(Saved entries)
==*==

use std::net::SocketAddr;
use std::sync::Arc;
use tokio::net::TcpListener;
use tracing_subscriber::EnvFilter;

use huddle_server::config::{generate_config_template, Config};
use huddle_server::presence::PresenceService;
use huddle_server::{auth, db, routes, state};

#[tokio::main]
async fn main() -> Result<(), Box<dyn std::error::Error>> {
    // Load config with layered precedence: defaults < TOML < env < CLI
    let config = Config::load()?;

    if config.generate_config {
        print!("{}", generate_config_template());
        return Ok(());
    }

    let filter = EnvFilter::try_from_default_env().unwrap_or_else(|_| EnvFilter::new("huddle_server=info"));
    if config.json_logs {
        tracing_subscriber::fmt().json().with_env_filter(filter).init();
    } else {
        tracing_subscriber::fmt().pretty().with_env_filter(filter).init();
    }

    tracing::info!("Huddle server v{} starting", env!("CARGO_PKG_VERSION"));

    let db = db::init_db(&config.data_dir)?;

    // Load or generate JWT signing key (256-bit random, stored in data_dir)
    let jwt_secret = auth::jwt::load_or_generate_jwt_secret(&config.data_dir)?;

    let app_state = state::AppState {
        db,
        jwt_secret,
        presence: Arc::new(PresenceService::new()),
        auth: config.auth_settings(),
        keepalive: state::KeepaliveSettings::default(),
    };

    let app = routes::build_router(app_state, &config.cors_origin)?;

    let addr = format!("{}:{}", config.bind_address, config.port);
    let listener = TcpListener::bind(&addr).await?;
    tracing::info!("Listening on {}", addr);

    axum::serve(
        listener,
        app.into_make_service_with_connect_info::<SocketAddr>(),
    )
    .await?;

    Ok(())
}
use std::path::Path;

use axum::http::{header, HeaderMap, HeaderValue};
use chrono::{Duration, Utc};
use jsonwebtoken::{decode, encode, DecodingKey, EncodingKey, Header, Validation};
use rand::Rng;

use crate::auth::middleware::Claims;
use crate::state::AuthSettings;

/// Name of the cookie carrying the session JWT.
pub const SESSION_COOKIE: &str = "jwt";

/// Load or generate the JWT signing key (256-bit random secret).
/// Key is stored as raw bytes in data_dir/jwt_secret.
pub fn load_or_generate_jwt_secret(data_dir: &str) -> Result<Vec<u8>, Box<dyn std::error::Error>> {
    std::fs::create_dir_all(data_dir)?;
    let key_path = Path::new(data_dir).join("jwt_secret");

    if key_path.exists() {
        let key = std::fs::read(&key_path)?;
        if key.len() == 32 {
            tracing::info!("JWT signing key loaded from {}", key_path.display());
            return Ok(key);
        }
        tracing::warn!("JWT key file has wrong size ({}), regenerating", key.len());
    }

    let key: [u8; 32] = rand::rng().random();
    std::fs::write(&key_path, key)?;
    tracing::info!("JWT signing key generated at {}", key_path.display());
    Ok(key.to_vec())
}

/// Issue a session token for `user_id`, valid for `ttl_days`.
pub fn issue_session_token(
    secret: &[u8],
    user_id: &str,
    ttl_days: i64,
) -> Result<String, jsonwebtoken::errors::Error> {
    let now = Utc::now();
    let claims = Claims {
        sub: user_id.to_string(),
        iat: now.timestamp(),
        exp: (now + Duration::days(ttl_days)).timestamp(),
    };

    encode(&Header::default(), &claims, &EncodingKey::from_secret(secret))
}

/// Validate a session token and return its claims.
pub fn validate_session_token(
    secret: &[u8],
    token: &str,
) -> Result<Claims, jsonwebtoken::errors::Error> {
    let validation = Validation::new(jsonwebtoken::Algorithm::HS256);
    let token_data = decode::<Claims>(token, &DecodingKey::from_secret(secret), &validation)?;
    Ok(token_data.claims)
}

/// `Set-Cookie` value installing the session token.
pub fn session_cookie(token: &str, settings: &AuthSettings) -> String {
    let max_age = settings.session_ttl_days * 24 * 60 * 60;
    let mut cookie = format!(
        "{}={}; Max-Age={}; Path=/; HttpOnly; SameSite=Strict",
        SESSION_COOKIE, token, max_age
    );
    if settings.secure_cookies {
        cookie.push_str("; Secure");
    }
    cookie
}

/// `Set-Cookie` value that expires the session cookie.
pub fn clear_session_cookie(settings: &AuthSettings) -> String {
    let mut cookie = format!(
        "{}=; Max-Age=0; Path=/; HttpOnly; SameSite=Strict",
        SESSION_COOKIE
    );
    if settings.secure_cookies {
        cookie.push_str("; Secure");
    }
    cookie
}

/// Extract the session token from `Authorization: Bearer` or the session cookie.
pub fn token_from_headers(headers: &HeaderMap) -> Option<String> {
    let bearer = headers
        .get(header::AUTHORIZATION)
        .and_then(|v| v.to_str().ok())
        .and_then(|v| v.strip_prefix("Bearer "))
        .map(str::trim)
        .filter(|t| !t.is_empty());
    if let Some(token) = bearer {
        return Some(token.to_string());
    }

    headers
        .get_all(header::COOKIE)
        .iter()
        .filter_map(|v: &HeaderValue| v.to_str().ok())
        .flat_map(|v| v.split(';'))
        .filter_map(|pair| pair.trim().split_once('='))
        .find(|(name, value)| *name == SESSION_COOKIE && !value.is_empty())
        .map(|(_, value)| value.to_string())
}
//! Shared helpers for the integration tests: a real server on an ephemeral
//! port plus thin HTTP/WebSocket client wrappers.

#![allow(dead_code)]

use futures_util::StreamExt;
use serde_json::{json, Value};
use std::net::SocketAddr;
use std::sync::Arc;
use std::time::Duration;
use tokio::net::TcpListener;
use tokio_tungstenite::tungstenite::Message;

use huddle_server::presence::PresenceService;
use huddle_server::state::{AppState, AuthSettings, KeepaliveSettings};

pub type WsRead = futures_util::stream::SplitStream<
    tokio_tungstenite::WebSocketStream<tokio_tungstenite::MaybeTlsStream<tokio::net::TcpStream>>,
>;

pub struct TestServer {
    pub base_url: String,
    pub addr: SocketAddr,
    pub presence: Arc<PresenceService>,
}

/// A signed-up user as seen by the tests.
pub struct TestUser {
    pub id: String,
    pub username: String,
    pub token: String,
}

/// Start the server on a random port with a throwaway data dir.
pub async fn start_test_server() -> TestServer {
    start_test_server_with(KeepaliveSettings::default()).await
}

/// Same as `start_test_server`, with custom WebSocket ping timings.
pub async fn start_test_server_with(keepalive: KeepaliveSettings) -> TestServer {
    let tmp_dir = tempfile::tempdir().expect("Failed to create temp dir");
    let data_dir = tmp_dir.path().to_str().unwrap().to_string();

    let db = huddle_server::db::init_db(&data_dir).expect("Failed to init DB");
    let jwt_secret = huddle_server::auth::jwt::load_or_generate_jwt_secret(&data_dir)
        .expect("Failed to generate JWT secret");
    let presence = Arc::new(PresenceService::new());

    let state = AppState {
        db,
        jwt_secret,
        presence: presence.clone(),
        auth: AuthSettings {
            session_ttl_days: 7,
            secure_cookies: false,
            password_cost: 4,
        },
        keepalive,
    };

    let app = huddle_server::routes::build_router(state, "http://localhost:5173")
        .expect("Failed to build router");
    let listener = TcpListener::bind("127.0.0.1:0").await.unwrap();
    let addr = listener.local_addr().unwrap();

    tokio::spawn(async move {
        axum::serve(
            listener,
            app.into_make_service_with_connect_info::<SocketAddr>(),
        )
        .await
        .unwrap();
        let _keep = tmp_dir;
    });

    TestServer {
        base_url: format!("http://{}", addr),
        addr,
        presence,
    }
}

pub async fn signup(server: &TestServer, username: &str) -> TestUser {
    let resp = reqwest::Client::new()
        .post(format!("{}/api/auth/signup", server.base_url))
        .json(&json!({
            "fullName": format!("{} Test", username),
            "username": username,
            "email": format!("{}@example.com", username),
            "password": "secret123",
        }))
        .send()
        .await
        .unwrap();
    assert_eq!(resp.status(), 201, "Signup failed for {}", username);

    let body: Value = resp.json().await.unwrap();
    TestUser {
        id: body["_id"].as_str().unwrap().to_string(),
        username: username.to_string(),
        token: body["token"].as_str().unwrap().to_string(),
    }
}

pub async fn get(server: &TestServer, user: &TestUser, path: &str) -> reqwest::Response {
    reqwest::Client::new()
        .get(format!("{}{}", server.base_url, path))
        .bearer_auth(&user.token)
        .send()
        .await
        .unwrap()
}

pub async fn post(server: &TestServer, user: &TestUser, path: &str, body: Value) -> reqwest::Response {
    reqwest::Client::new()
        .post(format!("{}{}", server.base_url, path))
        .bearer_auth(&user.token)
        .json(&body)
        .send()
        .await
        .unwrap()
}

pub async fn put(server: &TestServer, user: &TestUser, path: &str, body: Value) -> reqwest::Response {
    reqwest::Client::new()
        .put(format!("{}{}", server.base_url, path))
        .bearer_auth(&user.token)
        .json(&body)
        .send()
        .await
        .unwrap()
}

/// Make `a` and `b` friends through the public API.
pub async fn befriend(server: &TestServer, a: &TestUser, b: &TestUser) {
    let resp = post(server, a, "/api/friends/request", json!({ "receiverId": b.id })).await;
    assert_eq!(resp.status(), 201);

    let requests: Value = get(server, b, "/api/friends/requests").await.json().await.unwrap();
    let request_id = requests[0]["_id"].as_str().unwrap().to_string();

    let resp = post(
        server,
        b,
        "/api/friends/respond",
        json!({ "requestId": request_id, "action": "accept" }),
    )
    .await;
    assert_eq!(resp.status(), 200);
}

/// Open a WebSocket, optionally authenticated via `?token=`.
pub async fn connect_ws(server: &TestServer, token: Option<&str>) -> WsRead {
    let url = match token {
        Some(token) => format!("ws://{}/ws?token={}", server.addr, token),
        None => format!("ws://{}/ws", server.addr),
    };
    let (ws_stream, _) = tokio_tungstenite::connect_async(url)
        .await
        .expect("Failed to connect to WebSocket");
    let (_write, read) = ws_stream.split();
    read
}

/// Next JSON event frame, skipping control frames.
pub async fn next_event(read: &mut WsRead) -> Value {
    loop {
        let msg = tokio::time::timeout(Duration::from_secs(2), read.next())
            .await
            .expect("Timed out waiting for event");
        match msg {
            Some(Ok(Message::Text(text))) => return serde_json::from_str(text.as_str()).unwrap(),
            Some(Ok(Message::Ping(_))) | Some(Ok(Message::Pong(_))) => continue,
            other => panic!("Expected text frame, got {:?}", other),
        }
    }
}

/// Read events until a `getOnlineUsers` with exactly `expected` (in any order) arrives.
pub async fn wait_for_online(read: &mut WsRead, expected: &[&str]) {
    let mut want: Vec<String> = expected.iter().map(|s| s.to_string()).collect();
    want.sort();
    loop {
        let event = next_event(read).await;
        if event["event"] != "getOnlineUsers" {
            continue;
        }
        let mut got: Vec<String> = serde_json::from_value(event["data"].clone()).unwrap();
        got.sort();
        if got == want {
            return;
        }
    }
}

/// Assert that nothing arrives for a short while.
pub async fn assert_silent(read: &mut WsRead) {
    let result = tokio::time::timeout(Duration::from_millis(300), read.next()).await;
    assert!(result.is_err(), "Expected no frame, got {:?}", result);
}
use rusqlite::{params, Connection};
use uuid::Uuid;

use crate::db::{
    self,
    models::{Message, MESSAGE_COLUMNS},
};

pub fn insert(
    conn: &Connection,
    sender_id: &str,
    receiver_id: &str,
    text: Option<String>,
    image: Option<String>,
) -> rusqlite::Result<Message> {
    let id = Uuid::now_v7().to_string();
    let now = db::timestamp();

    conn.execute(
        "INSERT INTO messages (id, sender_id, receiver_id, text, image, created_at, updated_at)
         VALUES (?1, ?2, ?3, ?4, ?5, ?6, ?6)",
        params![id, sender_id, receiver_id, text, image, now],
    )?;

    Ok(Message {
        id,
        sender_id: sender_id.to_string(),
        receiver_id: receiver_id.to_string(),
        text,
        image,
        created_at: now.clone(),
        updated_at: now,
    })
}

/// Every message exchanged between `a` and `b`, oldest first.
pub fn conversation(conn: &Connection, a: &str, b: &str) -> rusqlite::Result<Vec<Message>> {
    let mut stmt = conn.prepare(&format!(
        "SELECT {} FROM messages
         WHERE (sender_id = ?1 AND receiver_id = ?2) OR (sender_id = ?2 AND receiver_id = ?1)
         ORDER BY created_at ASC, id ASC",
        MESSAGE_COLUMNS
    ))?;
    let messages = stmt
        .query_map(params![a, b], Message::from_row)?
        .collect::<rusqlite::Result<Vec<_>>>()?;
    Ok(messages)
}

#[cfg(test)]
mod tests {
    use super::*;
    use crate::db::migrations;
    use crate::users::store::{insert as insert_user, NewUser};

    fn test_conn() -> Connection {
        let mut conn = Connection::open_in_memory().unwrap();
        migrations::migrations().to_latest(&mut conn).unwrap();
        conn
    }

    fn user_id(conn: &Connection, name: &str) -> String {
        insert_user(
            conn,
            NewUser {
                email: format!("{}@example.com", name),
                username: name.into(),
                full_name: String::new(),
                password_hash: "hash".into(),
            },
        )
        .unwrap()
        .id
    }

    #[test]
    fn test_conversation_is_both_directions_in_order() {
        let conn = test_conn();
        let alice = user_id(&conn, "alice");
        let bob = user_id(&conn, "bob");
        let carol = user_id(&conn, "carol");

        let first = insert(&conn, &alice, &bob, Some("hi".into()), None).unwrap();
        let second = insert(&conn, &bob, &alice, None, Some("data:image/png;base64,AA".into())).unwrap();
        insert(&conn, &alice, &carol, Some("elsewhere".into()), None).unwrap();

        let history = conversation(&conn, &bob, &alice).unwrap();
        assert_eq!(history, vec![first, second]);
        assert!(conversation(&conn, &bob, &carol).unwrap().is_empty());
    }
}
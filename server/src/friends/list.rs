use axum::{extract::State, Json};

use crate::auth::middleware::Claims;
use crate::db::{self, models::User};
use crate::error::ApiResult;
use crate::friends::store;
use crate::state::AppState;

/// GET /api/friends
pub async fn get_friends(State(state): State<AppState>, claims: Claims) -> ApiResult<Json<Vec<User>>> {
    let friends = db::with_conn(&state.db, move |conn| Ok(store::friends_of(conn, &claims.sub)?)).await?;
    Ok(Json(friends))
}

==*==

▸ About this exercise
Go through the entries and report every line with the string "EncodingKey".

▸ Answer box
use jsonwebtoken::{decode, encode, DecodingKey, EncodingKey, Header, Validation};
    encode(&Header::default(), &claims, &EncodingKey::from_secret(secret))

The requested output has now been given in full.